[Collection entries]
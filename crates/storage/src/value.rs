//! Attribute-value data model for stored records.
//!
//! Records are open maps: callers may persist attributes the domain layer
//! never declared. All numbers are exact decimals; binary floats only appear
//! at the JSON boundary, and only for non-integral values.

use std::collections::BTreeMap;

use rust_decimal::Decimal;
use rust_decimal::prelude::ToPrimitive;
use serde_json::{Map as JsonMap, Number as JsonNumber, Value as JsonValue};

use crate::store::{StoreError, StoreResult};

/// A single stored attribute value.
#[derive(Debug, Clone, PartialEq, Eq)]
pub enum AttrValue {
    S(String),
    N(Decimal),
    Bool(bool),
    L(Vec<AttrValue>),
    M(Record),
}

/// A stored record: attribute name → value, open-ended.
pub type Record = BTreeMap<String, AttrValue>;

impl AttrValue {
    pub fn str(s: impl Into<String>) -> Self {
        Self::S(s.into())
    }

    pub fn int(n: i64) -> Self {
        Self::N(Decimal::from(n))
    }

    pub fn as_str(&self) -> Option<&str> {
        match self {
            Self::S(s) => Some(s),
            _ => None,
        }
    }

    pub fn as_decimal(&self) -> Option<Decimal> {
        match self {
            Self::N(d) => Some(*d),
            _ => None,
        }
    }

    pub fn as_int(&self) -> Option<i64> {
        self.as_decimal().and_then(|d| d.to_i64())
    }
}

/// Convert a JSON value into an attribute value.
///
/// Numbers are parsed from their literal text (serde_json's
/// `arbitrary_precision` keeps it available), so `10.99` arrives exact.
pub fn json_to_attr(value: &JsonValue) -> StoreResult<AttrValue> {
    match value {
        JsonValue::String(s) => Ok(AttrValue::S(s.clone())),
        JsonValue::Number(n) => {
            let text = n.to_string();
            let dec = text
                .parse::<Decimal>()
                .or_else(|_| Decimal::from_scientific(&text))
                .map_err(|_| StoreError::Backend(format!("unrepresentable number: {text}")))?;
            Ok(AttrValue::N(dec))
        }
        JsonValue::Bool(b) => Ok(AttrValue::Bool(*b)),
        JsonValue::Array(items) => Ok(AttrValue::L(
            items.iter().map(json_to_attr).collect::<StoreResult<_>>()?,
        )),
        JsonValue::Object(map) => Ok(AttrValue::M(json_to_record_map(map)?)),
        JsonValue::Null => Err(StoreError::Backend("null attribute values are not stored".into())),
    }
}

/// Convert a JSON object into a record. Null-valued attributes are dropped.
pub fn json_to_record(value: &JsonValue) -> StoreResult<Record> {
    match value {
        JsonValue::Object(map) => json_to_record_map(map),
        other => Err(StoreError::Backend(format!("expected JSON object, got {other}"))),
    }
}

fn json_to_record_map(map: &JsonMap<String, JsonValue>) -> StoreResult<Record> {
    let mut record = Record::new();
    for (k, v) in map {
        if v.is_null() {
            continue;
        }
        record.insert(k.clone(), json_to_attr(v)?);
    }
    Ok(record)
}

/// Render an attribute value as client-facing JSON.
///
/// Integral decimals render as JSON integers, non-integral as floats, so
/// clients see `20` and `10.99` rather than decimal strings.
pub fn attr_to_json(value: &AttrValue) -> JsonValue {
    match value {
        AttrValue::S(s) => JsonValue::String(s.clone()),
        AttrValue::N(d) => decimal_to_json(*d),
        AttrValue::Bool(b) => JsonValue::Bool(*b),
        AttrValue::L(items) => JsonValue::Array(items.iter().map(attr_to_json).collect()),
        AttrValue::M(record) => record_to_json(record),
    }
}

pub fn record_to_json(record: &Record) -> JsonValue {
    let mut map = JsonMap::new();
    for (k, v) in record {
        map.insert(k.clone(), attr_to_json(v));
    }
    JsonValue::Object(map)
}

fn decimal_to_json(d: Decimal) -> JsonValue {
    if d.fract() == Decimal::ZERO {
        if let Some(i) = d.to_i64() {
            return JsonValue::Number(JsonNumber::from(i));
        }
    }
    match d.to_f64().and_then(JsonNumber::from_f64) {
        Some(n) => JsonValue::Number(n),
        // Out-of-range decimals fall back to their textual form.
        None => JsonValue::String(d.to_string()),
    }
}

▶ What is being asked:
From the first line to the last, reproduce the data exactly.

▶ Response to the task:
filename crates/storage/src/value.rs
//! Attribute-value data model for stored records.
//!
//! Records are open maps: callers may persist attributes the domain layer
//! never declared. All numbers are exact decimals; binary floats only appear
//! at the JSON boundary, and only for non-integral values.

use std::collections::BTreeMap;

use rust_decimal::Decimal;
use rust_decimal::prelude::ToPrimitive;
use serde_json::{Map as JsonMap, Number as JsonNumber, Value as JsonValue};

use crate::store::{StoreError, StoreResult};

/// A single stored attribute value.
#[derive(Debug, Clone, PartialEq, Eq)]
pub enum AttrValue {
    S(String),
    N(Decimal),
    Bool(bool),
    L(Vec<AttrValue>),
    M(Record),
}

/// A stored record: attribute name → value, open-ended.
pub type Record = BTreeMap<String, AttrValue>;

impl AttrValue {
    pub fn str(s: impl Into<String>) -> Self {
        Self::S(s.into())
    }

    pub fn int(n: i64) -> Self {
        Self::N(Decimal::from(n))
    }

    pub fn as_str(&self) -> Option<&str> {
        match self {
            Self::S(s) => Some(s),
            _ => None,
        }
    }

    pub fn as_decimal(&self) -> Option<Decimal> {
        match self {
            Self::N(d) => Some(*d),
            _ => None,
        }
    }

    pub fn as_int(&self) -> Option<i64> {
        self.as_decimal().and_then(|d| d.to_i64())
    }
}

/// Convert a JSON value into an attribute value.
///
/// Numbers are parsed from their literal text (serde_json's
/// `arbitrary_precision` keeps it available), so `10.99` arrives exact.
pub fn json_to_attr(value: &JsonValue) -> StoreResult<AttrValue> {
    match value {
        JsonValue::String(s) => Ok(AttrValue::S(s.clone())),
        JsonValue::Number(n) => {
            let text = n.to_string();
            let dec = text
                .parse::<Decimal>()
                .or_else(|_| Decimal::from_scientific(&text))
                .map_err(|_| StoreError::Backend(format!("unrepresentable number: {text}")))?;
            Ok(AttrValue::N(dec))
        }
        JsonValue::Bool(b) => Ok(AttrValue::Bool(*b)),
        JsonValue::Array(items) => Ok(AttrValue::L(
            items.iter().map(json_to_attr).collect::<StoreResult<_>>()?,
        )),
        JsonValue::Object(map) => Ok(AttrValue::M(json_to_record_map(map)?)),
        JsonValue::Null => Err(StoreError::Backend("null attribute values are not stored".into())),
    }
}

/// Convert a JSON object into a record. Null-valued attributes are dropped.
pub fn json_to_record(value: &JsonValue) -> StoreResult<Record> {
    match value {
        JsonValue::Object(map) => json_to_record_map(map),
        other => Err(StoreError::Backend(format!("expected JSON object, got {other}"))),
    }
}

fn json_to_record_map(map: &JsonMap<String, JsonValue>) -> StoreResult<Record> {
    let mut record = Record::new();
    for (k, v) in map {
        if v.is_null() {
            continue;
        }
        record.insert(k.clone(), json_to_attr(v)?);
    }
    Ok(record)
}

/// Render an attribute value as client-facing JSON.
///
/// Integral decimals render as JSON integers, non-integral as floats, so
/// clients see `20` and `10.99` rather than decimal strings.
pub fn attr_to_json(value: &AttrValue) -> JsonValue {
    match value {
        AttrValue::S(s) => JsonValue::String(s.clone()),
        AttrValue::N(d) => decimal_to_json(*d),
        AttrValue::Bool(b) => JsonValue::Bool(*b),
        AttrValue::L(items) => JsonValue::Array(items.iter().map(attr_to_json).collect()),
        AttrValue::M(record) => record_to_json(record),
    }
}

pub fn record_to_json(record: &Record) -> JsonValue {
    let mut map = JsonMap::new();
    for (k, v) in record {
        map.insert(k.clone(), attr_to_json(v));
    }
    JsonValue::Object(map)
}

fn decimal_to_json(d: Decimal) -> JsonValue {
    if d.fract() == Decimal::ZERO {
        if let Some(i) = d.to_i64() {
            return JsonValue::Number(JsonNumber::from(i));
        }
    }
    match d.to_f64().and_then(JsonNumber::from_f64) {
        Some(n) => JsonValue::Number(n),
        // Out-of-range decimals fall back to their textual form.
        None => JsonValue::String(d.to_string()),
    }
}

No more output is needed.